The cabling industry as an example

May 1, 2007
Each month this year, we have devoted at least one article to the topic of data centers; this month’s article focuses on the keynote address delivered at the most recent Data Center World conference (see page 35).

by Patrick McLaughlin

Each month this year, we have devoted at least one article to the topic of data centers; this month’s article focuses on the keynote address delivered at the most recent Data Center World conference (see page 35). While that article extensively discusses keynoter Christian Belady’s insistence that efficiency metrics are in the long-term future for data center managers, it’s worth noting that Belady also discussed the expected emergence of standardization in the data center industry.

“Standardization will create a plug-and-play environment,” says Belady, a professional engineer and a distinguished technologist on the staff at HP (www.hp.com). Later, he noted that industry consortium The Green Grid (www.thegreengrid.org), in addition to its efforts to quantify efficiency, is trying to achieve some level of interoperability among data center components. In those regards-standardization, plug-and-play deployment, and interoperability-the forward-thinkers in the data center industry could do well to examine the path the cabling industry has followed for nearly two decades.

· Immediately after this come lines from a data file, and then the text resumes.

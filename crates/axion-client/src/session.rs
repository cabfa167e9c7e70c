/*
 *
 *
 *
 *
 * MIT License
 * Copyright (c) 2025. Dwight J. Browne
 * dwight[-at-]dwightjbrowne[-dot-]com
 *
 *
 * Permission is hereby granted, free of charge, to any person obtaining a copy
 * of this software and associated documentation files (the "Software"), to deal
 * in the Software without restriction, including without limitation the rights
 * to use, copy, modify, merge, publish, distribute, sublicense, and/or sell
 * copies of the Software, and to permit persons to whom the Software is
 * furnished to do so, subject to the following conditions:
 *
 * The above copyright notice and this permission notice shall be included in all
 * copies or substantial portions of the Software.
 *
 * THE SOFTWARE IS PROVIDED "AS IS", WITHOUT WARRANTY OF ANY KIND, EXPRESS OR
 * IMPLIED, INCLUDING BUT NOT LIMITED TO THE WARRANTIES OF MERCHANTABILITY,
 * FITNESS FOR A PARTICULAR PURPOSE AND NONINFRINGEMENT. IN NO EVENT SHALL THE
 * AUTHORS OR COPYRIGHT HOLDERS BE LIABLE FOR ANY CLAIM, DAMAGES OR OTHER
 * LIABILITY, WHETHER IN AN ACTION OF CONTRACT, TORT OR OTHERWISE, ARISING FROM,
 * OUT OF OR IN CONNECTION WITH THE SOFTWARE OR THE USE OR OTHER DEALINGS IN THE
 * SOFTWARE.
 */

//! Transport session and request executor
//!
//! Every endpoint funnels through [`Session::execute`], which builds the URL,
//! attaches auth headers, performs one GET and normalizes the outcome into an
//! [`ApiResponse`]. Failures never escape as `Err`; the caller inspects the
//! response.

use crate::response::ApiResponse;
use crate::transport::{HttpRequest, HttpTransport, RawResponse, ReqwestTransport};
use axion_core::{Config, Result};
use serde_json::Value;
use std::fmt;
use std::sync::Arc;
use std::time::Duration;
use tracing::{debug, error, instrument, warn};

/// Long-lived holder of the transport handle and the optional credential.
///
/// Cloning shares the same handle. The production transport pools
/// connections and is safe to use from concurrent tasks.
#[derive(Clone)]
pub struct Session {
  transport: Arc<dyn HttpTransport>,
  api_key: Option<String>,
  base_url: String,
}
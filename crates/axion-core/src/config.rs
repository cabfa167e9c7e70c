/*
 *
 *
 *
 *
 * MIT License
 * Copyright (c) 2025. Dwight J. Browne
 * dwight[-at-]dwightjbrowne[-dot-]com
 *
 *
 * Permission is hereby granted, free of charge, to any person obtaining a copy
 * of this software and associated documentation files (the "Software"), to deal
 * in the Software without restriction, including without limitation the rights
 * to use, copy, modify, merge, publish, distribute, sublicense, and/or sell
 * copies of the Software, and to permit persons to whom the Software is
 * furnished to do so, subject to the following conditions:
 *
 * The above copyright notice and this permission notice shall be included in all
 * copies or substantial portions of the Software.
 *
 * THE SOFTWARE IS PROVIDED "AS IS", WITHOUT WARRANTY OF ANY KIND, EXPRESS OR
 * IMPLIED, INCLUDING BUT NOT LIMITED TO THE WARRANTIES OF MERCHANTABILITY,
 * FITNESS FOR A PARTICULAR PURPOSE AND NONINFRINGEMENT. IN NO EVENT SHALL THE
 * AUTHORS OR COPYRIGHT HOLDERS BE LIABLE FOR ANY CLAIM, DAMAGES OR OTHER
 * LIABILITY, WHETHER IN AN ACTION OF CONTRACT, TORT OR OTHERWISE, ARISING FROM,
 * OUT OF OR IN CONNECTION WITH THE SOFTWARE OR THE USE OR OTHER DEALINGS IN THE
 * SOFTWARE.
 */

//! Configuration management for the Axion client

use crate::error::{Error, Result};
use dotenvy::dotenv;
use serde::{Deserialize, Serialize};
use std::env;

/// Main configuration struct for the Axion client
#[derive(Debug, Clone, Default, PartialEq, Eq, Deserialize, Serialize)]
pub struct Config {
  /// Bearer credential. `None` means requests are sent unauthenticated.
  pub api_key: Option<String>,

  /// Default request timeout in seconds. `None` leaves requests unbounded.
  pub timeout_secs: Option<u64>,
}

impl Config {
  /// Load configuration from environment variables (and a `.env` file if present)
  pub fn from_env() -> Result<Self> {
    dotenv().ok();
    Self::from_lookup(|key| env::var(key).ok())
  }

  /// Build a config from an arbitrary key lookup.
  pub fn from_lookup<F>(lookup: F) -> Result<Self>
  where
    F: Fn(&str) -> Option<String>,
  {
    let api_key = lookup(crate::API_KEY_ENV).filter(|key| !key.trim().is_empty());

    let timeout_secs = match lookup(crate::TIMEOUT_ENV) {
      Some(raw) => Some(
        raw
          .trim()
          .parse::<u64>()
          .map_err(|_| Error::Config(format!("Invalid {}: {raw}", crate::TIMEOUT_ENV)))?,
      ),
      None => None,
    };

    Ok(Config { api_key, timeout_secs })
  }

  /// Create a config with the given key and no timeout
  pub fn default_with_key(api_key: String) -> Self {
    Config { api_key: Some(api_key), timeout_secs: None }
  }

  /// Config for unauthenticated requests
  pub fn anonymous() -> Self {
    Config::default()
  }
}

#[cfg(test)]
mod tests {
  use super::*;
  use std::collections::HashMap;

  fn lookup_from(pairs: &[(&str, &str)]) -> impl Fn(&str) -> Option<String> {
    let map: HashMap<String, String> =
      pairs.iter().map(|(k, v)| (k.to_string(), v.to_string())).collect();
    move |key| map.get(key).cloned()
  }

  #[test]
  fn test_config_from_lookup() {
    let config =
      Config::from_lookup(lookup_from(&[("AXION_API_KEY", "test_key"), ("AXION_TIMEOUT_SECS", "15")]))
        .unwrap();
    assert_eq!(config.api_key.as_deref(), Some("test_key"));
    assert_eq!(config.timeout_secs, Some(15));
  }

  #[test]
  fn test_missing_key_is_anonymous() {
    let config = Config::from_lookup(lookup_from(&[])).unwrap();
    assert_eq!(config, Config::anonymous());
  }

  #[test]
  fn test_blank_key_is_anonymous() {
    let config = Config::from_lookup(lookup_from(&[("AXION_API_KEY", "  ")])).unwrap();
    assert!(config.api_key.is_none());
  }

  #[test]
  fn test_invalid_timeout() {
    let result = Config::from_lookup(lookup_from(&[("AXION_TIMEOUT_SECS", "soon")]));
    assert!(matches!(result, Err(Error::Config(_))));
  }

  #[test]
  fn test_default_with_key() {
    let config = Config::default_with_key("abc".to_string());
    assert_eq!(config.api_key.as_deref(), Some("abc"));
    assert!(config.timeout_secs.is_none());
  }
}
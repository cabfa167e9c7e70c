/*
 *
 *
 *
 *
 * MIT License
 * Copyright (c) 2025. Dwight J. Browne
 * dwight[-at-]dwightjbrowne[-dot-]com
 *
 *
 * Permission is hereby granted, free of charge, to any person obtaining a copy
 * of this software and associated documentation files (the "Software"), to deal
 * in the Software without restriction, including without limitation the rights
 * to use, copy, modify, merge, publish, distribute, sublicense, and/or sell
 * copies of the Software, and to permit persons to whom the Software is
 * furnished to do so, subject to the following conditions:
 *
 * The above copyright notice and this permission notice shall be included in all
 * copies or substantial portions of the Software.
 *
 * THE SOFTWARE IS PROVIDED "AS IS", WITHOUT WARRANTY OF ANY KIND, EXPRESS OR
 * IMPLIED, INCLUDING BUT NOT LIMITED TO THE WARRANTIES OF MERCHANTABILITY,
 * FITNESS FOR A PARTICULAR PURPOSE AND NONINFRINGEMENT. IN NO EVENT SHALL THE
 * AUTHORS OR COPYRIGHT HOLDERS BE LIABLE FOR ANY CLAIM, DAMAGES OR OTHER
 * LIABILITY, WHETHER IN AN ACTION OF CONTRACT, TORT OR OTHERWISE, ARISING FROM,
 * OUT OF OR IN CONNECTION WITH THE SOFTWARE OR THE USE OR OTHER DEALINGS IN THE
 * SOFTWARE.
 */

//! Core types shared by the axion-* crates: configuration, the error
//! taxonomy, and the fixed constants of the Axion HTTP API.

pub mod config;
pub mod error;

pub use config::Config;
pub use error::{Error, Result};

/// Base host for the Axion API. Not configurable through the public surface.
pub const BASE_URL: &str = "https://api.axionquant.com";

/// User agent sent with every request.
pub const USER_AGENT: &str = concat!("axion-rust-client/", env!("CARGO_PKG_VERSION"));

/// Message used when an error response carries no usable `message` field.
pub const UNKNOWN_HTTP_ERROR: &str = "An unknown HTTP error occurred.";

/// Message used when an error response body is not valid JSON.
pub const UNPARSEABLE_HTTP_ERROR: &str =
  "An unknown HTTP error occurred (failed to parse error response).";

/// Message used when a success response body is not valid JSON.
pub const MALFORMED_JSON: &str = "Failed to parse JSON response.";

/// Environment variable holding the bearer credential.
pub const API_KEY_ENV: &str = "AXION_API_KEY";

/// Environment variable holding an optional request timeout in seconds.
pub const TIMEOUT_ENV: &str = "AXION_TIMEOUT_SECS";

It could be said that the structured cabling industry was anything but “structured” before users of twisted-pair systems began specifying those products by certain Levels. Initially disruptive and proprietary, Anixter’s (www.anixter.com) Levels program eventually became, almost verbatim, the category system by which twisted-pair systems originally were specified under the auspices of the TIA (www.tiaonline.org).

So was born the set of standards that still paves the way for the development, marketing, specification, and use of structured cabling systems. While data center managers look forward to a day when their systems can interoperate, those in the cabling trade take for granted that Vendor A’s Category 6 patch cord will plug into Vendor B’s Category 6 patch panel for a connection that delivers Category 6 performance. All because the TIA’s TR-42 Engineering Committee has fulfilled the promise to create interoperable twisted-pair cabling specifications.

The framework in place for the creation of cabling standards has already entered the realm of data centers, evidenced by the TIA’s development of its 942 standard specifically related to telecommunications infrastructure for the data center. Sure, I have been critical of the manner in which the TIA’s cabling standards come to fruition, including the political inner workings of some of the groups that ultimately produce those specifications. But at the same time, it is difficult to dispute that these standards have established a performance baseline that cabling-system users can rely upon, particularly to support specific protocols.

With that in mind, the cabling industry could actually serve as an example to leaders in the data center industry in their aspirations to create standardized specifications. As the article on page 35 makes clear, data center managers have significant energy-consumption issues with which to contend, to the point where the U.S. Congress directed the Environmental Protection Agency to study data centers’ power consumption.

Kind of makes alien crosstalk look like child’s play. Nonetheless, the effort to make data centers capable of plug-and-play deployment is somewhere on that industry’s agenda, and to them I submit the TIA cabling standard-creation process as an example of the trappings inherent in such an effort.

One of Belady’s cautionary comments was that standardization ultimately will lead to commoditization among data center equipment. I contend that cabling has not become a commodity market. The engineering and, yes, the marketing staffs of our industry’s suppliers have differentiated their product sets enough that we cannot say a channel is a channel is a channel. Just ask anyone who has tried to buy a Cat 6A system.

We work in a dynamic industry, with years of standards-based performance assurances to count on, coupled with a constantly improving product set. Sure, it can be frustrating to sort through the myriad product choices and wait out the standards-creation process. But I suggest it’s better than the alternative.

And hey, at least we don’t have Congress breathing down our necks.